Selain itu, dia juga mengganti istilah “evakuasi” dengan “mengantarkan", untuk memberi aksen pariwisata. “Biar tidak terkesan serem. Kita semua bergerak dan mempersiapkan segala risiko yang bisa terjadi,” ujar Arief.

"Yang pertama kita harus menimbulkan rasa aman buat masyarakat sekitar Gunung Agung. Begitu juga untuk wisatawan, customer kita, segala sesuatunya sudah disiapkan untuk keamanan mereka juga," lanjutnya.

Kementerian Pariwisata juga telah membuat skenario untuk mempertahankan wisatawan, baik dalam maupun luar negeri, yang ada di Bali. Arief mengatakan, dalam beberapa hari ke depan, para wisatawan diarahkan liburan ke Lombok.

Skenarionya, ia menyebut 3A, yaitu Akses, Amenitas, dan Atraksi. Khusus Akses, disiapkan alternatif jalan darat dan laut, jika bandara Ngurah Rai off.

"Kalau bulan ini terjadi anginnya ke barat, berarti skenario kami ke Lombok. Wisatawan yang ada di Bali akan disiapkan transportasi menuju Lombok," ucap Arief.

Skenario laut, para turis akan diangkut pulang-pergi melalui moda transportasi laut dari Pelabuhan Ketapang di Banyuwangi, Jawa Timur menuju Gilimanuk di Bali.

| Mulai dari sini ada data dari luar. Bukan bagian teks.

use super::graphic::{Graphic, GraphicListener, LayerKind};
use super::model::OverlayModel;
use super::view::SliceView;
use crate::rt::RtCase;
use crate::selection::{IsoDoseSelection, StructureSelection};

/// Replaces the RT graphics of the slice shown in `view` with the ones the
/// current selection calls for.
///
/// Leaves the view untouched when there is no case, no sliced image, or
/// neither contours nor a dose for that image. Isodose lines are added
/// before structures so structures paint on top.
pub fn resolve(
    rt_case: Option<&RtCase>,
    structures: &StructureSelection,
    iso_doses: &IsoDoseSelection,
    view: &mut SliceView,
) {
    let Some(rt_case) = rt_case else {
        return;
    };
    let pane = view.listener();
    let Some(image) = view.image_mut() else {
        return;
    };
    let Some(geometry) = image.geometry.clone() else {
        return;
    };
    let z = geometry.z();

    let contours = rt_case.contours_for(&image.sop_instance_uid);
    let dose = rt_case.first_plan().and_then(|plan| plan.first_dose());
    if contours.is_none() && dose.is_none() {
        return;
    }

    if let Some(model) = image.overlay.as_mut() {
        model.delete_by_layer_kind(LayerKind::DicomRt);
    } else {
        log::debug!("Attaching overlay model to {}", image.sop_instance_uid);
    }
    let uid = image.sop_instance_uid.clone();
    let model = image
        .overlay
        .get_or_insert_with(|| OverlayModel::new(uid));
    model.add_graphics_listener(pane);

    let mut added_iso = 0;
    if let Some(dose) = dose {
        for layer in dose.iso_doses.values() {
            let iso_dose = &layer.iso_dose;
            if !iso_doses.contains(iso_dose) {
                continue;
            }
            let Some(plane) = iso_dose.contours_at(z) else {
                continue;
            };
            for contour in plane {
                if let Some(mut graphic) = contour.graphic(&geometry) {
                    graphic.line_thickness = iso_dose.thickness;
                    graphic.paint = iso_dose.color;
                    graphic.layer_kind = LayerKind::DicomRt;
                    graphic.layer = Some(layer.layer);
                    graphic.filled = true;
                    install(model, graphic);
                    added_iso += 1;
                }
            }
        }
    }

    let mut added_structures = 0;
    for contour in contours.unwrap_or_default() {
        let Some(layer) = contour.layer.as_ref() else {
            continue;
        };
        let structure = &layer.structure;
        if !structures.contains(structure) {
            continue;
        }
        if let Some(mut graphic) = contour.graphic(&geometry) {
            graphic.line_thickness = structure.thickness;
            graphic.paint = structure.color;
            graphic.layer_kind = LayerKind::DicomRt;
            graphic.layer = Some(layer.layer);
            // External outlines stay hollow; organs and targets are filled.
            graphic.filled = !structure.interpreted_type.is_external();
            install(model, graphic);
            added_structures += 1;
        }
    }

    log::debug!(
        "{} at z={z}: {added_iso} isodose and {added_structures} structure graphic(s)",
        model.image_uid()
    );
    view.repaint();
}

fn install(model: &mut OverlayModel, mut graphic: Graphic) {
    let listeners: Vec<GraphicListener> = model.graphics_listeners().to_vec();
    for listener in listeners {
        graphic.add_listener(listener);
    }
    model.add_graphic(graphic);
}

#[cfg(test)]
mod tests {
    use super::*;
    use crate::overlay::{GraphicShape, ImageElement};
    use crate::rt::case::fixtures::*;
    use crate::rt::geometry::axial;
    use crate::rt::{IsoDose, StructureLayer};
    use glam::DVec2;
    use std::sync::Arc;

    const CT: &str = "ct-10";

    fn view_at(z: f64) -> SliceView {
        let mut view = SliceView::default();
        view.show(Some(ImageElement::new(CT, Some(axial(z)))));
        view
    }

    fn with_annotation(mut view: SliceView) -> SliceView {
        let image = view.image_mut().unwrap();
        let mut model = OverlayModel::new(CT);
        model.add_graphic(Graphic::new(GraphicShape::Point, vec![DVec2::ONE]));
        image.overlay = Some(model);
        view
    }

    fn ptv_case() -> RtCase {
        loaded(vec![structure_set(
            "rs",
            vec![roi(1, "PTV", "TARGET", vec![square_on(CT, 10.0)])],
        )])
    }

    fn all_structures(case: &RtCase) -> StructureSelection {
        let id = case.first_structure_set_id().unwrap();
        StructureSelection::from_layers(&case.structure_set(id).unwrap())
    }

    fn rt_graphics(view: &SliceView) -> Vec<Graphic> {
        view.overlay()
            .map(|model| model.graphics_of_kind(LayerKind::DicomRt).cloned().collect())
            .unwrap_or_default()
    }

    #[test]
    fn selected_target_yields_one_filled_rt_graphic() {
        let case = ptv_case();
        let mut view = view_at(10.0);
        resolve(Some(&case), &all_structures(&case), &IsoDoseSelection::default(), &mut view);

        let graphics = rt_graphics(&view);
        assert_eq!(graphics.len(), 1);
        assert!(graphics[0].filled);
        assert_eq!(graphics[0].layer_kind, LayerKind::DicomRt);
        assert_eq!(graphics[0].line_thickness, 2.0);
        assert!(graphics[0].layer.is_some());
    }

    #[test]
    fn unselected_structure_adds_nothing_and_keeps_other_graphics() {
        let case = ptv_case();
        let mut view = with_annotation(view_at(10.0));
        resolve(
            Some(&case),
            &StructureSelection::default(),
            &IsoDoseSelection::default(),
            &mut view,
        );

        assert!(rt_graphics(&view).is_empty());
        assert_eq!(view.overlay().unwrap().graphics().len(), 1);
    }

    #[test]
    fn external_structures_are_not_filled() {
        let case = loaded(vec![structure_set(
            "rs",
            vec![
                roi(1, "Body", "EXTERNAL", vec![square_on(CT, 10.0)]),
                roi(2, "Heart", "ORGAN", vec![square_on(CT, 10.0)]),
            ],
        )]);
        let mut view = view_at(10.0);
        resolve(Some(&case), &all_structures(&case), &IsoDoseSelection::default(), &mut view);

        let filled: Vec<bool> = rt_graphics(&view).iter().map(|g| g.filled).collect();
        assert_eq!(filled, [false, true]);
    }

    #[test]
    fn isodose_plane_lookup_is_exact() {
        let case = loaded(vec![
            plan("rp"),
            dose("rd", Some("rp"), vec![iso_dose_with_plane(50.0, 12.0)]),
        ]);
        let iso_doses = IsoDoseSelection::from_layers(
            &case.first_plan().unwrap().first_dose().unwrap().iso_dose_layers(),
        );

        let mut view = view_at(10.0);
        resolve(Some(&case), &StructureSelection::default(), &iso_doses, &mut view);
        assert!(rt_graphics(&view).is_empty());

        let mut view = view_at(12.0);
        resolve(Some(&case), &StructureSelection::default(), &iso_doses, &mut view);
        let graphics = rt_graphics(&view);
        assert_eq!(graphics.len(), 1);
        assert!(graphics[0].filled);
        assert_eq!(graphics[0].line_thickness, 1.5);
    }

    #[test]
    fn isodoses_are_added_beneath_structures() {
        let case = loaded(vec![
            structure_set("rs", vec![roi(1, "PTV", "PTV", vec![square_on(CT, 10.0)])]),
            plan("rp"),
            dose("rd", Some("rp"), vec![iso_dose_with_plane(95.0, 10.0)]),
        ]);
        let iso_doses = IsoDoseSelection::from_layers(
            &case.first_plan().unwrap().first_dose().unwrap().iso_dose_layers(),
        );
        let mut view = view_at(10.0);
        resolve(Some(&case), &all_structures(&case), &iso_doses, &mut view);

        let thickness: Vec<f32> = rt_graphics(&view).iter().map(|g| g.line_thickness).collect();
        assert_eq!(thickness, [1.5, 2.0]);
    }

    #[test]
    fn resolving_twice_replaces_instead_of_appending() {
        let case = ptv_case();
        let selection = all_structures(&case);
        let mut view = with_annotation(view_at(10.0));

        resolve(Some(&case), &selection, &IsoDoseSelection::default(), &mut view);
        let first = view.overlay().unwrap().graphics().to_vec();
        resolve(Some(&case), &selection, &IsoDoseSelection::default(), &mut view);

        assert_eq!(view.overlay().unwrap().graphics(), first.as_slice());
        assert_eq!(first.len(), 2);
    }

    #[test]
    fn larger_selection_yields_superset() {
        let case = loaded(vec![structure_set(
            "rs",
            vec![
                roi(1, "PTV", "PTV", vec![square_on(CT, 10.0)]),
                roi(2, "Cord", "ORGAN", vec![square_on(CT, 10.0)]),
            ],
        )]);
        let layers = case.structure_set(case.first_structure_set_id().unwrap()).unwrap();
        let small = StructureSelection::from_layers(&layers[..1]);
        let large = StructureSelection::from_layers(&layers);

        let mut view = view_at(10.0);
        resolve(Some(&case), &small, &IsoDoseSelection::default(), &mut view);
        let subset = rt_graphics(&view);
        resolve(Some(&case), &large, &IsoDoseSelection::default(), &mut view);
        let superset = rt_graphics(&view);

        assert_eq!(superset.len(), 2);
        assert!(subset.iter().all(|graphic| superset.contains(graphic)));
    }

    #[test]
    fn registered_listeners_are_attached_to_every_graphic() {
        let case = ptv_case();
        let mut view = SliceView::new(GraphicListener(9));
        view.show(Some(ImageElement::new(CT, Some(axial(10.0)))));
        let mut model = OverlayModel::new(CT);
        model.add_graphics_listener(GraphicListener(1));
        model.add_graphics_listener(GraphicListener(2));
        view.image_mut().unwrap().overlay = Some(model);

        resolve(Some(&case), &all_structures(&case), &IsoDoseSelection::default(), &mut view);
        let graphics = rt_graphics(&view);
        assert_eq!(
            graphics[0].listeners(),
            &[GraphicListener(1), GraphicListener(2), GraphicListener(9)]
        );
    }

    #[test]
    fn new_overlay_model_is_observed_by_its_pane() {
        let case = ptv_case();
        let mut view = SliceView::new(GraphicListener(4));
        view.show(Some(ImageElement::new(CT, Some(axial(10.0)))));

        resolve(Some(&case), &all_structures(&case), &IsoDoseSelection::default(), &mut view);
        let model = view.overlay().unwrap();
        assert_eq!(model.image_uid(), CT);
        assert_eq!(model.graphics_listeners(), &[GraphicListener(4)]);
        assert_eq!(model.graphics()[0].listeners(), &[GraphicListener(4)]);
    }

    #[test]
    fn missing_case_is_a_strict_no_op() {
        let mut view = with_annotation(view_at(10.0));
        let before = view.revision();
        resolve(None, &StructureSelection::default(), &IsoDoseSelection::default(), &mut view);

        assert_eq!(view.revision(), before);
        assert_eq!(view.overlay().unwrap().graphics().len(), 1);
    }

    #[test]
    fn slice_without_rt_data_is_left_alone() {
        let case = ptv_case();
        let mut view = SliceView::default();
        view.show(Some(ImageElement::new("other", Some(axial(10.0)))));
        let before = view.revision();

        resolve(Some(&case), &all_structures(&case), &IsoDoseSelection::default(), &mut view);
        assert!(view.overlay().is_none());
        assert_eq!(view.revision(), before);
    }

    #[test]
    fn empty_and_missing_inputs_never_fail() {
        let case = ptv_case();
        let unloaded = RtCase::new(Vec::new());
        let none = StructureSelection::default();
        let no_iso = IsoDoseSelection::default();

        let mut empty_view = SliceView::default();
        resolve(Some(&case), &none, &no_iso, &mut empty_view);

        let mut no_geometry = SliceView::default();
        no_geometry.show(Some(ImageElement::new(CT, None)));
        resolve(Some(&case), &all_structures(&case), &no_iso, &mut no_geometry);
        assert!(no_geometry.overlay().is_none());

        let mut view = view_at(10.0);
        resolve(Some(&unloaded), &none, &no_iso, &mut view);
        assert!(view.overlay().is_none());

        let orphan = Arc::new(StructureLayer {
            structure: case.structure_set(case.first_structure_set_id().unwrap()).unwrap()[0]
                .structure
                .clone(),
            layer: crate::rt::LayerHandle::new(999),
        });
        resolve(Some(&case), &StructureSelection::from_layers([&orphan]), &no_iso, &mut view);
        assert_eq!(rt_graphics(&view).len(), 1);

        let dose_without_planes = loaded(vec![
            plan("rp"),
            dose("rd", Some("rp"), vec![IsoDose::new(50.0, iced::Color::WHITE, 1.0)]),
        ]);
        let mut view = view_at(10.0);
        resolve(Some(&dose_without_planes), &none, &no_iso, &mut view);
        assert!(rt_graphics(&view).is_empty());
        assert!(view.overlay().is_some());
    }
}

Arief menambahkan, jika ada 60.000 orang, sebagian turis akan diangkut memakai kapal ferry, sehingga ada sekitar lima unit kapal ferry yang disiapkan pemerintah. "Kalau itu 5.000, kita ambil empat sampai lima kapal besar, seminggu selesai," kata dia.

 

Soal Amenitas, Arief berkoordinasi dengan PHRI dan industri pariwisata untuk menyiapkan diskon khusus pada wisatawan yang terpaksa harus tinggal lebih lama karena bandara off. “Sedang disiapkan skenario, hari pertama diskon 80-100%, lalu diskon diturunkan secara bertahap,” ucapnya.

Soal Atraksi, Arief meminta hotel, bandara di Lombok, pelabuhan, dan lokasi pengungsian untuk disiapkan hiburan. Agar wisatawan merasa nyaman selama masa erupsi.(*)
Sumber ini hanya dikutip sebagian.